Настя чуть-чуть вспыхнула. Аксинья Захаровна ответила мужу:
– Дома нет его, Максимыч. Давеча говорил: надо ему в Марково да в Березовку зачем-то съездить…
– Ну, ин ладно, – сказал Патап Максимыч и зевнул, сидя в креслах. Дорога притомила его.
А встреча была что-то не похожа на прежние. Не прыгают дочери кругом отца, не заигрывают с ним утешными словами. Аксинья Захаровна вздыхает, глядит исподлобья. Сам Патап Максимыч то и дело зевает и чаем торопит…
– Матушка у нас захворала, – подгорюнясь, молвила Аксинья Захаровна.
– Что? – равнодушно спросил Патап Максимыч.
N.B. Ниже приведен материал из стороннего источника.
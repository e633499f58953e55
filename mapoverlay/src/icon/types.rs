//! Icon cache error, configuration and statistics types.

use std::path::PathBuf;
use std::time::Duration;
use thiserror::Error;

use super::fetch::FetchError;

/// Default memory budget for decoded icons (12 MB).
pub const DEFAULT_MEMORY_CACHE_BYTES: usize = 12 * 1024 * 1024;

/// Default on-disk budget for fetched icons (50 MB).
pub const DEFAULT_DISK_CACHE_BYTES: u64 = 50 * 1024 * 1024;

/// Default maximum number of files kept in the disk cache.
pub const DEFAULT_DISK_MAX_FILES: usize = 500;

/// Default icon size in points when a request does not name one.
pub const DEFAULT_ICON_SIZE_POINTS: u32 = 48;

/// Default timeout for remote icon fetches.
pub const DEFAULT_FETCH_TIMEOUT: Duration = Duration::from_secs(4);

/// Errors raised while resolving an icon.
///
/// These never leave the engine: a failed resolution is logged and the
/// marker keeps its default appearance.
#[derive(Debug, Error)]
pub enum IconError {
    /// Bytes could not be decoded as an image
    #[error("Failed to decode icon: {0}")]
    Decode(String),

    /// Bitmap could not be re-encoded for the disk cache
    #[error("Failed to encode icon: {0}")]
    Encode(String),

    /// Disk cache or asset I/O failure
    #[error("Icon I/O error: {0}")]
    Io(#[from] std::io::Error),

    /// Icon descriptor could not be parsed
    #[error("Invalid icon source '{0}'")]
    InvalidSource(String),

    /// Remote fetch failed
    #[error("Failed to fetch icon: {0}")]
    Fetch(#[from] FetchError),

    /// Bundled asset does not exist under the asset root
    #[error("Icon asset not found: {}", .0.display())]
    AssetNotFound(PathBuf),
}

/// Disk tier configuration.
#[derive(Debug, Clone)]
pub struct DiskIconCacheConfig {
    /// Flat directory holding `<hash>.png` files
    pub directory: PathBuf,
    /// Byte budget enforced after every write
    pub max_bytes: u64,
    /// File-count budget enforced after every write
    pub max_files: usize,
}

impl Default for DiskIconCacheConfig {
    fn default() -> Self {
        Self {
            directory: default_icon_directory(),
            max_bytes: DEFAULT_DISK_CACHE_BYTES,
            max_files: DEFAULT_DISK_MAX_FILES,
        }
    }
}

/// Full icon cache configuration.
#[derive(Debug, Clone)]
pub struct IconCacheConfig {
    /// Memory tier budget in bytes of decoded RGBA
    pub memory_bytes: usize,
    /// Disk tier settings; `None` disables the disk tier
    pub disk: Option<DiskIconCacheConfig>,
    /// Size used when a request carries none
    pub default_size_points: u32,
    /// Pixels per point on the target display
    pub device_scale: f32,
    /// Timeout for remote fetches
    pub fetch_timeout: Duration,
    /// Directory bundled asset paths are resolved against
    pub asset_root: PathBuf,
}

impl Default for IconCacheConfig {
    fn default() -> Self {
        Self {
            memory_bytes: DEFAULT_MEMORY_CACHE_BYTES,
            disk: Some(DiskIconCacheConfig::default()),
            default_size_points: DEFAULT_ICON_SIZE_POINTS,
            device_scale: 1.0,
            fetch_timeout: DEFAULT_FETCH_TIMEOUT,
            asset_root: PathBuf::from("."),
        }
    }
}

impl IconCacheConfig {
    /// Memory-only configuration, mostly useful in tests.
    pub fn memory_only() -> Self {
        Self {
            disk: None,
            ..Self::default()
        }
    }

    pub fn with_memory_bytes(mut self, bytes: usize) -> Self {
        self.memory_bytes = bytes;
        self
    }

    pub fn with_disk(mut self, disk: DiskIconCacheConfig) -> Self {
        self.disk = Some(disk);
        self
    }

    pub fn with_device_scale(mut self, scale: f32) -> Self {
        self.device_scale = scale;
        self
    }

    pub fn with_asset_root(mut self, root: impl Into<PathBuf>) -> Self {
        self.asset_root = root.into();
        self
    }

    pub fn with_fetch_timeout(mut self, timeout: Duration) -> Self {
        self.fetch_timeout = timeout;
        self
    }
}

/// Default directory for cached icons (`<platform cache dir>/mapoverlay/icons`).
pub fn default_icon_directory() -> PathBuf {
    dirs::cache_dir()
        .unwrap_or_else(|| PathBuf::from(".cache"))
        .join("mapoverlay")
        .join("icons")
}

/// Counters describing icon cache behavior.
#[derive(Debug, Clone, Default, PartialEq, Eq)]
pub struct IconCacheStats {
    pub memory_hits: u64,
    pub memory_misses: u64,
    pub disk_hits: u64,
    pub fetches_started: u64,
    pub fetches_coalesced: u64,
    pub failures: u64,
    pub memory_evictions: u64,
    pub memory_bytes: usize,
    pub memory_entries: usize,
}

impl IconCacheStats {
    /// Fraction of resolutions answered from memory.
    pub fn memory_hit_rate(&self) -> f64 {
        let total = self.memory_hits + self.memory_misses;
        if total == 0 {
            0.0
        } else {
            self.memory_hits as f64 / total as f64
        }
    }
}
//! INI parsing logic for converting `Ini` → `ConfigFile`.
//!
//! This module contains the `parse_ini()` function and its helpers.
//! It is the single place where INI key names are mapped to struct fields.

use ini::{Ini, Properties};
use std::path::PathBuf;
use std::str::FromStr;

use super::defaults::MAX_DEVICE_SCALE;
use super::file::ConfigFileError;
use super::settings::ConfigFile;
use super::size::parse_size;

/// Parse an `Ini` object into a `ConfigFile`.
///
/// Starts from `ConfigFile::default()` and overlays any values found in the INI.
pub(super) fn parse_ini(ini: &Ini) -> Result<ConfigFile, ConfigFileError> {
    let mut config = ConfigFile::default();

    // [icons] section
    if let Some(section) = ini.section(Some("icons")) {
        if let Some(v) = section.get("directory") {
            let v = v.trim();
            if !v.is_empty() {
                config.icons.directory = expand_tilde(v);
            }
        }
        if let Some(v) = section.get("memory_size") {
            config.icons.memory_size =
                parse_size(v).map_err(|_| ConfigFileError::InvalidValue {
                    section: "icons".to_string(),
                    key: "memory_size".to_string(),
                    value: v.to_string(),
                    reason: "expected format like '12MB', '500KB', or '1GB'".to_string(),
                })?;
        }
        if let Some(v) = section.get("disk_size") {
            config.icons.disk_size = parse_size(v).map_err(|_| ConfigFileError::InvalidValue {
                section: "icons".to_string(),
                key: "disk_size".to_string(),
                value: v.to_string(),
                reason: "expected format like '50MB', '1GB', or '0' to disable".to_string(),
            })? as u64;
        }
        config.icons.disk_max_files = parse_number(
            section,
            "icons",
            "disk_max_files",
            config.icons.disk_max_files,
            "must be a non-negative integer",
        )?;
        config.icons.default_size = parse_number(
            section,
            "icons",
            "default_size",
            config.icons.default_size,
            "must be a positive integer (points)",
        )?;
        if let Some(v) = section.get("device_scale") {
            let scale: f32 = v.trim().parse().unwrap_or(f32::NAN);
            if !(scale > 0.0 && scale <= MAX_DEVICE_SCALE) {
                return Err(ConfigFileError::InvalidValue {
                    section: "icons".to_string(),
                    key: "device_scale".to_string(),
                    value: v.to_string(),
                    reason: format!("must be a number in (0, {}]", MAX_DEVICE_SCALE),
                });
            }
            config.icons.device_scale = scale;
        }
        config.icons.fetch_timeout = parse_number(
            section,
            "icons",
            "fetch_timeout",
            config.icons.fetch_timeout,
            "must be a positive integer (seconds)",
        )?;
        if let Some(v) = section.get("asset_root") {
            let v = v.trim();
            if !v.is_empty() {
                config.icons.asset_root = expand_tilde(v);
            }
        }
    }

    // [clustering] section
    if let Some(section) = ini.section(Some("clustering")) {
        if let Some(v) = section.get("enabled") {
            config.clustering.enabled = parse_bool(v);
        }
        config.clustering.distance = parse_number(
            section,
            "clustering",
            "distance",
            config.clustering.distance,
            "must be a number (pixels)",
        )?;
        config.clustering.zoom = parse_number(
            section,
            "clustering",
            "zoom",
            config.clustering.zoom,
            "must be a number",
        )?;
    }

    // [animation] section
    if let Some(section) = ini.section(Some("animation")) {
        let anim = &mut config.animation;
        anim.bounce_duration_ms = parse_number(
            section,
            "animation",
            "bounce_duration_ms",
            anim.bounce_duration_ms,
            "must be a non-negative integer (milliseconds)",
        )?;
        anim.bounce_height = parse_number(
            section,
            "animation",
            "bounce_height",
            anim.bounce_height,
            "must be a number (points)",
        )?;
        anim.pulse_duration_ms = parse_number(
            section,
            "animation",
            "pulse_duration_ms",
            anim.pulse_duration_ms,
            "must be a non-negative integer (milliseconds)",
        )?;
        anim.pulse_max_radius = parse_number(
            section,
            "animation",
            "pulse_max_radius",
            anim.pulse_max_radius,
            "must be a number (meters)",
        )?;
        if let Some(v) = section.get("pulse_color") {
            anim.pulse_color = parse_color(v).ok_or_else(|| ConfigFileError::InvalidValue {
                section: "animation".to_string(),
                key: "pulse_color".to_string(),
                value: v.to_string(),
                reason: "expected ARGB like '0x553F51B5'".to_string(),
            })?;
        }
    }

    // [logging] section
    if let Some(section) = ini.section(Some("logging")) {
        if let Some(v) = section.get("file") {
            let v = v.trim();
            if !v.is_empty() {
                config.logging.file = expand_tilde(v);
            }
        }
    }

    Ok(config)
}

/// Parse an optional numeric key, keeping `current` when it is absent.
fn parse_number<T: FromStr>(
    section: &Properties,
    section_name: &str,
    key: &str,
    current: T,
    reason: &str,
) -> Result<T, ConfigFileError> {
    match section.get(key) {
        None => Ok(current),
        Some(v) => v.trim().parse().map_err(|_| ConfigFileError::InvalidValue {
            section: section_name.to_string(),
            key: key.to_string(),
            value: v.to_string(),
            reason: reason.to_string(),
        }),
    }
}

/// Parse a color as `0xAARRGGBB`, `#AARRGGBB` or a decimal integer.
pub(super) fn parse_color(value: &str) -> Option<u32> {
    let v = value.trim();
    let hex = v
        .strip_prefix("0x")
        .or_else(|| v.strip_prefix("0X"))
        .or_else(|| v.strip_prefix('#'));
    match hex {
        Some(hex) => u32::from_str_radix(hex, 16).ok(),
        None => v.parse().ok(),
    }
}

/// Parse a boolean value from a config string.
/// Accepts: true/false, yes/no, 1/0, on/off (case-insensitive)
pub(super) fn parse_bool(value: &str) -> bool {
    let v = value.trim().to_lowercase();
    v == "true" || v == "1" || v == "yes" || v == "on"
}

/// Expand ~ to home directory in paths.
pub(super) fn expand_tilde(path: &str) -> PathBuf {
    if let Some(stripped) = path.strip_prefix("~/") {
        if let Some(home) = dirs::home_dir() {
            return home.join(stripped);
        }
    }
    PathBuf::from(path)
}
– Матушка Манефа больнешенька, – повторила Аксинья Захаровна.
– Нешто спасенной душе! Не помрет – отдышится! – отозвался Патап Максимыч. – Старого лесу кочерга! Скрипит, трещит, не сломится.
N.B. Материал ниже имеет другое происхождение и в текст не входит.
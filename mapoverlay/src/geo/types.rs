//! Geographic value types shared by every overlay entity.

use serde::Deserialize;
use std::fmt;

/// Web Mercator valid latitude range
pub const MIN_LAT: f64 = -85.05112878;
pub const MAX_LAT: f64 = 85.05112878;

/// A geographic position in decimal degrees.
#[derive(Debug, Clone, Copy, PartialEq, Deserialize)]
pub struct LatLng {
    pub lat: f64,
    pub lng: f64,
}

impl LatLng {
    pub const fn new(lat: f64, lng: f64) -> Self {
        Self { lat, lng }
    }
}

impl fmt::Display for LatLng {
    fn fmt(&self, f: &mut fmt::Formatter<'_>) -> fmt::Result {
        write!(f, "({:.6}, {:.6})", self.lat, self.lng)
    }
}

/// Marker anchor in normalized icon space.
///
/// `(0, 0)` is the top-left corner of the icon and `(1, 1)` the bottom-right.
/// Both components are clamped to `[0, 1]` on construction.
#[derive(Debug, Clone, Copy, PartialEq)]
pub struct Anchor {
    u: f32,
    v: f32,
}

impl Anchor {
    /// Bottom-center, where a pin's tip usually sits.
    pub const DEFAULT: Anchor = Anchor { u: 0.5, v: 1.0 };

    pub fn new(u: f32, v: f32) -> Self {
        Self {
            u: clamp_unit(u),
            v: clamp_unit(v),
        }
    }

    pub fn u(&self) -> f32 {
        self.u
    }

    pub fn v(&self) -> f32 {
        self.v
    }
}

impl Default for Anchor {
    fn default() -> Self {
        Self::DEFAULT
    }
}

fn clamp_unit(value: f32) -> f32 {
    if value.is_nan() {
        return 0.0;
    }
    value.clamp(0.0, 1.0)
}

/// A color packed as `0xAARRGGBB`.
#[derive(Debug, Clone, Copy, PartialEq, Eq, Hash, Deserialize)]
#[serde(transparent)]
pub struct Argb(pub u32);

impl Argb {
    pub const BLACK: Argb = Argb(0xFF00_0000);

    pub fn alpha(self) -> u8 {
        (self.0 >> 24) as u8
    }

    /// Returns the same color with its alpha channel replaced.
    pub fn with_alpha(self, alpha: u8) -> Argb {
        Argb((self.0 & 0x00FF_FFFF) | ((alpha as u32) << 24))
    }
}

impl fmt::Display for Argb {
    fn fmt(&self, f: &mut fmt::Formatter<'_>) -> fmt::Result {
        write!(f, "#{:08X}", self.0)
    }
}

/// A heatmap sample.
#[derive(Debug, Clone, Copy, PartialEq)]
pub struct WeightedLatLng {
    pub position: LatLng,
    pub intensity: f64,
}

/// Wraps a rotation in degrees into `[0, 360)`.
pub fn normalize_rotation(degrees: f32) -> f32 {
    if !degrees.is_finite() {
        return 0.0;
    }
    let wrapped = degrees.rem_euclid(360.0);
    // rem_euclid can round up to exactly 360.0 for tiny negative inputs
    if wrapped >= 360.0 {
        0.0
    } else {
        wrapped
    }
}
– Нет, Максимыч, не говори, – молвила Аксинья Захаровна. – Совсем помирает, лежит без памяти… А Марья-то Гавриловна!.. греховодница эдакая, – промолвила старушка, всхлипывая. – Перед смертью-то старицу поганить вздумала: лекарь в Комарове живет, лечит матушку-то.
– Дело не худое, – молвил Патап Максимыч. – Лекарь больше вашей сестры разумеет… – И, немного помолчав, прибавил: – Спосылать бы туда, что там?
– И то я три раза Пантелея в обитель-то гоняла, – молвила Аксинья Захаровна. – На прошлой неделе в последний раз посылала: плоха, говорит, ровно свеча тает, ни рученькой, ни ноженькой двинуть не может.
– Кто возле нее? – спросил Патап Максимыч.
– Кому быть? – ответила Аксинья Захаровна. – Знамо, дело обительское.
– Что смыслят эти обительские! – с досадой молвил Патап Максимыч. – Дура на дуре, наперед смерти всякого уморят… А эта егоза Фленушка, поди, чать, пляшет да скачет теперь без призора-то… Лекарь разве, да не сидит же он день и ночь у одра болящей.
– Не греши на Фленушку, Максимыч, – заступилась Аксинья Захаровна. – Девка с печали совсем ума решилась!.. Сам посуди, каково ей будет житье без матушки!.. Куда пойдет? Где голову приклонит?
– Гм-да! – промычал Патап Максимыч.
– Возле матушки больше Марья Гавриловна, – проговорила Аксинья Захаровна. – Всю обитель под ноготь подогнула… Мать Софию из кельи вытурила, ключи отобрала, других стариц к болящей тоже не пускает…
– И умно делает, – решил Патап Максимыч. – Спасибо!.. Хоть она толком позаботилась.
– Я было вздумала, Максимыч… – робко, нерешительно проговорила Аксинья Захаровна.